======== RECORD EXTRACTS ========

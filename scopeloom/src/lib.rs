//! Build SCope-compatible `.loom` files from annotated single-cell matrices.
//!
//! This crate provides:
//!
//! - **Source data**: [`AnnData`] with a dense or sparse [`MatrixData`] and
//!   typed [`ColumnData`] metadata
//! - **Builder**: [`Loom`], which ingests a matrix, registers embeddings,
//!   annotations and metrics, and keeps every viewer attribute in sync
//! - **Metadata registry**: [`MetaData`], serialized as compressed JSON
//! - **Writers**: the [`ContainerWriter`] trait, an in-memory
//!   [`MemoryWriter`], and (with `hdf5-io`) the HDF5 `LoomWriter`
//!
//! # Quick start
//!
//! ```
//! use std::collections::BTreeMap;
//! use scopeloom::{Loom, MatrixData, MemoryWriter, Table};
//! use scopeloom_core::Summarizable;
//!
//! let mut loom = Loom::new("demo", ["lab", "tissue", ""]).unwrap();
//! let x = MatrixData::Dense(vec![vec![1.0, 2.0], vec![3.0, 4.0], vec![5.0, 6.0]]);
//! let genes = Table::new(vec!["g1".into(), "g2".into()]);
//! let cells = Table::new(vec!["c1".into(), "c2".into(), "c3".into()]);
//! loom.ingest(x, genes, cells, BTreeMap::new()).unwrap();
//!
//! let dir = tempfile::tempdir().unwrap();
//! loom.persist_with(dir.path().join("demo.loom"), &MemoryWriter::new()).unwrap();
//! assert_eq!(
//!     loom.summary(),
//!     "Loom 'demo': 2 genes \u{00d7} 3 cells, 0 embeddings, 0 annotations, 0 metrics"
//! );
//! ```

pub mod attrs;
pub mod codec;
pub mod keys;
pub mod loom;
pub mod meta;
pub mod single_cell;
pub mod sparse;
pub mod structured;
pub mod table;
pub mod writer;
#[cfg(feature = "hdf5-io")]
mod hdf5_util;
#[cfg(feature = "hdf5-io")]
pub mod h5ad;
#[cfg(feature = "hdf5-io")]
pub mod loom_file;

pub use attrs::{AttrMap, AttrValue, GlobalAttrs, GlobalValue};
pub use codec::{compress_encode, decode_decompress, table_to_structured_array};
pub use keys::{ReservedKey, MAX_ANNOTATION_VALUES};
pub use loom::{Hierarchy, Loom};
pub use meta::{AnnotationMeta, EmbeddingMeta, MetaData, MetricMeta};
pub use single_cell::{AnnData, ColumnData, MatrixData};
pub use sparse::SparseMatrix;
pub use structured::{Scalar, ScalarType, StructuredArray};
pub use table::Table;
pub use writer::{ContainerWriter, MemoryWriter, WriterConfig};
#[cfg(feature = "hdf5-io")]
pub use h5ad::{read_h5ad, write_h5ad};
#[cfg(feature = "hdf5-io")]
pub use loom_file::LoomWriter;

========

Output the number of lines above holding the word "ContainerWriter", and nothing besides it.

2